Return every line in the entries below where the word "with" shows up.

[Exercise inputs]

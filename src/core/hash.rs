//! Transaction Hashing
//!
//! Deterministic SHA-256 hashing for:
//! - Network identifiers (hash of the passphrase)
//! - Transaction content hashes (what pre-authorized signers commit to)

use sha2::{Sha256, Digest};

/// Hash output type (256 bits / 32 bytes).
pub type TxHash = [u8; 32];

/// Envelope type tag mixed into every transaction hash.
pub const ENVELOPE_TYPE_TX: u32 = 2;

/// Deterministic hasher for transaction payloads.
///
/// Wraps SHA-256 with helpers for the integer encodings the ledger uses.
/// Order of updates is critical for determinism.
pub struct TxHasher {
    hasher: Sha256,
}

impl TxHasher {
    /// Create a hasher seeded with a network id.
    pub fn for_network(network_id: &TxHash) -> Self {
        let mut hasher = Sha256::new();
        hasher.update(network_id);
        Self { hasher }
    }

    /// Update with raw bytes.
    #[inline]
    pub fn update_bytes(&mut self, bytes: &[u8]) {
        self.hasher.update(bytes);
    }

    /// Update with a u32 value (big-endian, as the ledger encodes it).
    #[inline]
    pub fn update_u32(&mut self, value: u32) {
        self.hasher.update(value.to_be_bytes());
    }

    /// Finalize and return the hash.
    pub fn finalize(self) -> TxHash {
        self.hasher.finalize().into()
    }
}

/// Compute a plain SHA-256 of arbitrary data.
pub fn hash_bytes(data: &[u8]) -> TxHash {
    let mut hasher = Sha256::new();
    hasher.update(data);
    hasher.finalize().into()
}

/// Derive the network id from a passphrase.
pub fn network_id(passphrase: &str) -> TxHash {
    hash_bytes(passphrase.as_bytes())
}

/// Short hex prefix of a hash, for log lines.
pub fn short_hex(hash: &TxHash) -> String {
    hex::encode(&hash[..4])
}

#[cfg(test)]
mod tests {
    use super::*;

    #[test]
    fn test_hasher_determinism() {
        let make_hash = || {
            let mut hasher = TxHasher::for_network(&[7; 32]);
            hasher.update_u32(ENVELOPE_TYPE_TX);
            hasher.update_bytes(b"payload");
            hasher.finalize()
        };

        assert_eq!(make_hash(), make_hash());
    }

    #[test]
    fn test_network_separation() {
        let hash = |network: &TxHash| {
            let mut h = TxHasher::for_network(network);
            h.update_bytes(b"same body");
            h.finalize()
        };

        assert_ne!(hash(&network_id("net A")), hash(&network_id("net B")));
    }

    #[test]
    fn test_u32_is_big_endian() {
        let mut a = TxHasher::for_network(&[0; 32]);
        a.update_u32(1);
        let mut b = TxHasher::for_network(&[0; 32]);
        b.update_bytes(&[0, 0, 0, 1]);
        assert_eq!(a.finalize(), b.finalize());
    }

    #[test]
    fn test_short_hex() {
        let hash = [0xab; 32];
        assert_eq!(short_hex(&hash), "abababab");
    }
}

[/Exercise inputs]

Reply ->
/// Wraps SHA-256 with helpers for the integer encodings the ledger uses.
    /// Create a hasher seeded with a network id.
    /// Update with raw bytes.
    /// Update with a u32 value (big-endian, as the ledger encodes it).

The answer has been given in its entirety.